How much faster is Redis at storing a blob of JSON compared to Postgres? - Manozco
https://www.peterbe.com/plog/redis-vs-postgres-blob-of-json
======
skywhopper
Alas, there's not enough context or code here to even really know what's going
on (or maybe I just don't know Django well enough to guess at what isn't
said). It sounds like the author is comparing storing and retrieving a record
with a JSON field in a PostgreSQL table versus storing and retrieving a raw
string (the raw JSON) in Redis?

So it's no surprise that the Redis solution is faster. Besides parsing and
indexing the data, PostgreSQL will also prioritize reliability and won't
confirm your transaction until it's actually persisted to disk. Whereas Redis
is prioritizing speed, and working straight to RAM--the disk serialization is
an asynchronous process. If anything, I'm surprised that the Redis solution is
_only_ 16-20x faster than PostgreSQL given what appears to be happening.
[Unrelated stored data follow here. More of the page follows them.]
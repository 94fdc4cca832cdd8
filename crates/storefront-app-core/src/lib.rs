// SPDX-License-Identifier: Apache-2.0
// © James Ross Ω FLYING•ROBOTS <https://github.com/flyingrobots>
//! Shared application services for storefront scripts (config, cookies,
//! timers, toasts). Keeps browser adapters thin and framework-agnostic.

pub mod config;
pub mod cookie;
pub mod notice_port;
pub mod timer;
pub mod toast;
// SPDX-License-Identifier: Apache-2.0
// © James Ross Ω FLYING•ROBOTS <https://github.com/flyingrobots>
//! Server reply envelopes.
//!
//! Successful calls answer `{"message": ...}`. Failures carry `exc` and/or
//! `_server_messages`, the latter a JSON array whose entries are themselves
//! JSON-encoded objects with a `message` field.

use serde::Deserialize;
use serde_json::Value;
use thiserror::Error;

/// Fallback text when a failed reply names no reason.
pub const SOMETHING_WENT_WRONG: &str = "Something went wrong";

/// Failures talking to the server.
#[derive(Debug, Error)]
pub enum ApiError {
    /// Non-2xx status.
    #[error("http {status}: {message}")]
    Http {
        /// Status code.
        status: u16,
        /// Reply `message`, or a generic fallback.
        message: String,
    },
    /// Body was not the JSON we expected.
    #[error("decode: {0}")]
    Decode(#[from] serde_json::Error),
    /// Server reported a failure in a 2xx reply (or via `_server_messages`).
    #[error("server: {0}")]
    Server(String),
    /// A required reply field was absent or empty.
    #[error("missing field: {0}")]
    Missing(&'static str),
    /// The request never produced a reply.
    #[error("transport: {0}")]
    Transport(String),
}

impl ApiError {
    /// Text suitable for a toast.
    pub fn user_message(&self) -> String {
        match self {
            Self::Http { message, .. } | Self::Server(message) => message.clone(),
            Self::Transport(message) => message.clone(),
            Self::Decode(_) | Self::Missing(_) => String::new(),
        }
    }
}

/// Raw reply envelope.
#[derive(Debug, Clone, Default, Deserialize)]
pub struct Envelope {
    /// Payload of a successful call.
    #[serde(default)]
    pub message: Option<Value>,
    /// Server exception text.
    #[serde(default)]
    pub exc: Option<String>,
    /// Doubly encoded message list.
    #[serde(default, rename = "_server_messages")]
    pub server_messages: Option<String>,
}

impl Envelope {
    /// Parse a reply body.
    pub fn parse(body: &str) -> Result<Self, ApiError> {
        Ok(serde_json::from_str(body)?)
    }

    /// Decoded `_server_messages`, joined with single spaces.
    pub fn server_text(&self) -> Option<String> {
        let raw = self.server_messages.as_deref()?;
        let joined = decode_server_messages(raw).ok()?.join(" ");
        (!joined.is_empty()).then_some(joined)
    }

    /// The `message` payload when it is truthy.
    pub fn payload(&self) -> Option<&Value> {
        self.message.as_ref().filter(|v| is_truthy(v))
    }
}

/// Decode a `_server_messages` string into its message texts.
///
/// Entries that are not JSON objects are kept verbatim.
pub fn decode_server_messages(raw: &str) -> Result<Vec<String>, ApiError> {
    let entries: Vec<String> = serde_json::from_str(raw)?;
    Ok(entries
        .into_iter()
        .map(|entry| match serde_json::from_str::<Value>(&entry) {
            Ok(Value::Object(map)) => map.get("message").map(text_of).unwrap_or_default(),
            _ => entry,
        })
        .collect())
}

/// Decode a reply into its truthy `message` payload.
pub fn decode_reply(status: u16, body: &str) -> Result<Value, ApiError> {
    let ok = (200..300).contains(&status);
    let envelope = match Envelope::parse(body) {
        Ok(envelope) => envelope,
        Err(_) if !ok => {
            return Err(ApiError::Http {
                status,
                message: SOMETHING_WENT_WRONG.to_string(),
            })
        }
        Err(err) => return Err(err),
    };
    if !ok {
        if let Some(text) = envelope.server_text() {
            return Err(ApiError::Server(text));
        }
        let message = envelope
            .payload()
            .map_or_else(|| SOMETHING_WENT_WRONG.to_string(), text_of);
        return Err(ApiError::Http { status, message });
    }
    if let Some(exc) = envelope.exc.as_deref() {
        return Err(ApiError::Server(
            envelope.server_text().unwrap_or_else(|| exc.to_string()),
        ));
    }
    match envelope.message {
        Some(value) if is_truthy(&value) => Ok(value),
        _ => match envelope.server_text() {
            Some(text) => Err(ApiError::Server(text)),
            None => Err(ApiError::Missing("message")),
        },
    }
}

/// Script-style truthiness of a JSON value.
pub fn is_truthy(value: &Value) -> bool {
    match value {
        Value::Null => false,
        Value::Bool(b) => *b,
        Value::Number(n) => n.as_f64().is_some_and(|f| f != 0.0),
        Value::String(s) => !s.is_empty(),
        Value::Array(_) | Value::Object(_) => true,
    }
}

/// Display text of a JSON value: strings unquoted, the rest as JSON.
pub fn text_of(value: &Value) -> String {
    match value {
        Value::String(s) => s.clone(),
        Value::Null => String::new(),
        other => other.to_string(),
    }
}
So, for this use case--storing a cache of Amazon API results for mostly-static
data--the Redis solution is a no-brainer: durability of the data is not a
serious concern; there's no real risk of data corruption because there's only
one schema and no interrelations; you don't need the data store to know
anything about the data; you don't need indexing beyond straight key-value.
For other use cases, Redis might be entirely unsuitable because of durability
or data integrity reasons, in which case the speed benefits wouldn't even
matter.

Now, all that said, in the real world there are lots of other considerations:
Are you using either of these databases already for some other purpose in the
same app? Which data store is easier to set up? Which is easier to code
against? Do you even care how fast it is if the slower speed is 11ms on a
single-user system?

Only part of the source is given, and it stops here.